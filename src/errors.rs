use axum::http::StatusCode;
use axum::response::{IntoResponse, Response};
use axum::Json;
use serde::Serialize;

pub type AppResult<T> = Result<T, AppError>;

#[derive(thiserror::Error, Debug)]
pub enum AppError {
    #[error("unauthenticated: {0}")]
    Unauthenticated(String),
    #[error("forbidden: {0}")]
    Forbidden(String),
    #[error("not found: {0}")]
    NotFound(String),
    #[error("conflict: {0}")]
    Conflict(String),
    #[error("bad request: {0}")]
    BadRequest(String),
    // A stored role outside the closed set is a data-integrity problem,
    // never a reason to downgrade permissions.
    #[error("invalid role: {0}")]
    InvalidRole(String),
    #[error("configuration error: {0}")]
    Configuration(String),
    #[error("token error: {0}")]
    Token(String),
    #[error("database error")]
    Database(#[from] sqlx::Error),
    #[error("internal server error: {0}")]
    Internal(String),
}

impl AppError {
    pub fn unauthenticated(message: impl Into<String>) -> Self {
        Self::Unauthenticated(message.into())
    }

    pub fn forbidden(message: impl Into<String>) -> Self {
        Self::Forbidden(message.into())
    }

    pub fn not_found(message: impl Into<String>) -> Self {
        Self::NotFound(message.into())
    }

    pub fn conflict(message: impl Into<String>) -> Self {
        Self::Conflict(message.into())
    }

    pub fn bad_request(message: impl Into<String>) -> Self {
        Self::BadRequest(message.into())
    }

    pub fn invalid_role(role: impl Into<String>) -> Self {
        Self::InvalidRole(role.into())
    }

    pub fn configuration(message: impl Into<String>) -> Self {
        Self::Configuration(message.into())
    }

    pub fn token(err: impl Into<String>) -> Self {
        Self::Token(err.into())
    }

    pub fn internal(message: impl Into<String>) -> Self {
        Self::Internal(message.into())
    }
}

#[derive(Serialize)]
struct ErrorResponse {
    error: String,
    message: String,
}

impl IntoResponse for AppError {
    fn into_response(self) -> Response {
        let status = match self {
            AppError::Unauthenticated(_) => StatusCode::UNAUTHORIZED,
            AppError::Forbidden(_) => StatusCode::FORBIDDEN,
            AppError::NotFound(_) => StatusCode::NOT_FOUND,
            AppError::Conflict(_) => StatusCode::CONFLICT,
            AppError::BadRequest(_) => StatusCode::BAD_REQUEST,
            AppError::InvalidRole(_) => StatusCode::INTERNAL_SERVER_ERROR,
            AppError::Configuration(_) => StatusCode::INTERNAL_SERVER_ERROR,
            AppError::Token(_) => StatusCode::UNAUTHORIZED,
            AppError::Database(_) => StatusCode::INTERNAL_SERVER_ERROR,
            AppError::Internal(_) => StatusCode::INTERNAL_SERVER_ERROR,
        };

        let message = self.to_string();
        let error = match &self {
            AppError::Unauthenticated(_) => "unauthenticated",
            AppError::Forbidden(_) => "forbidden",
            AppError::NotFound(_) => "not_found",
            AppError::Conflict(_) => "conflict",
            AppError::BadRequest(_) => "bad_request",
            AppError::InvalidRole(_) => "invalid_role",
            AppError::Configuration(_) => "configuration",
            AppError::Token(_) => "token",
            AppError::Database(_) => "database",
            AppError::Internal(_) => "internal",
        };

        let payload = ErrorResponse {
            error: error.to_string(),
            message,
        };

        (status, Json(payload)).into_response()
    }
}

impl From<anyhow::Error> for AppError {
    fn from(value: anyhow::Error) -> Self {
        Self::Internal(value.to_string())
    }
}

# DESCRIPTION OF THE TASK:
Please reproduce all of the entries above exactly as they appear.

# WRITTEN SOLUTION:
filename src/errors.rs
use axum::http::StatusCode;
use axum::response::{IntoResponse, Response};
use axum::Json;
use serde::Serialize;

pub type AppResult<T> = Result<T, AppError>;

#[derive(thiserror::Error, Debug)]
pub enum AppError {
    #[error("unauthenticated: {0}")]
    Unauthenticated(String),
    #[error("forbidden: {0}")]
    Forbidden(String),
    #[error("not found: {0}")]
    NotFound(String),
    #[error("conflict: {0}")]
    Conflict(String),
    #[error("bad request: {0}")]
    BadRequest(String),
    // A stored role outside the closed set is a data-integrity problem,
    // never a reason to downgrade permissions.
    #[error("invalid role: {0}")]
    InvalidRole(String),
    #[error("configuration error: {0}")]
    Configuration(String),
    #[error("token error: {0}")]
    Token(String),
    #[error("database error")]
    Database(#[from] sqlx::Error),
    #[error("internal server error: {0}")]
    Internal(String),
}

impl AppError {
    pub fn unauthenticated(message: impl Into<String>) -> Self {
        Self::Unauthenticated(message.into())
    }

    pub fn forbidden(message: impl Into<String>) -> Self {
        Self::Forbidden(message.into())
    }

    pub fn not_found(message: impl Into<String>) -> Self {
        Self::NotFound(message.into())
    }

    pub fn conflict(message: impl Into<String>) -> Self {
        Self::Conflict(message.into())
    }

    pub fn bad_request(message: impl Into<String>) -> Self {
        Self::BadRequest(message.into())
    }

    pub fn invalid_role(role: impl Into<String>) -> Self {
        Self::InvalidRole(role.into())
    }

    pub fn configuration(message: impl Into<String>) -> Self {
        Self::Configuration(message.into())
    }

    pub fn token(err: impl Into<String>) -> Self {
        Self::Token(err.into())
    }

    pub fn internal(message: impl Into<String>) -> Self {
        Self::Internal(message.into())
    }
}

#[derive(Serialize)]
struct ErrorResponse {
    error: String,
    message: String,
}

impl IntoResponse for AppError {
    fn into_response(self) -> Response {
        let status = match self {
            AppError::Unauthenticated(_) => StatusCode::UNAUTHORIZED,
            AppError::Forbidden(_) => StatusCode::FORBIDDEN,
            AppError::NotFound(_) => StatusCode::NOT_FOUND,
            AppError::Conflict(_) => StatusCode::CONFLICT,
            AppError::BadRequest(_) => StatusCode::BAD_REQUEST,
            AppError::InvalidRole(_) => StatusCode::INTERNAL_SERVER_ERROR,
            AppError::Configuration(_) => StatusCode::INTERNAL_SERVER_ERROR,
            AppError::Token(_) => StatusCode::UNAUTHORIZED,
            AppError::Database(_) => StatusCode::INTERNAL_SERVER_ERROR,
            AppError::Internal(_) => StatusCode::INTERNAL_SERVER_ERROR,
        };

        let message = self.to_string();
        let error = match &self {
            AppError::Unauthenticated(_) => "unauthenticated",
            AppError::Forbidden(_) => "forbidden",
            AppError::NotFound(_) => "not_found",
            AppError::Conflict(_) => "conflict",
            AppError::BadRequest(_) => "bad_request",
            AppError::InvalidRole(_) => "invalid_role",
            AppError::Configuration(_) => "configuration",
            AppError::Token(_) => "token",
            AppError::Database(_) => "database",
            AppError::Internal(_) => "internal",
        };

        let payload = ErrorResponse {
            error: error.to_string(),
            message,
        };

        (status, Json(payload)).into_response()
    }
}

impl From<anyhow::Error> for AppError {
    fn from(value: anyhow::Error) -> Self {
        Self::Internal(value.to_string())
    }
}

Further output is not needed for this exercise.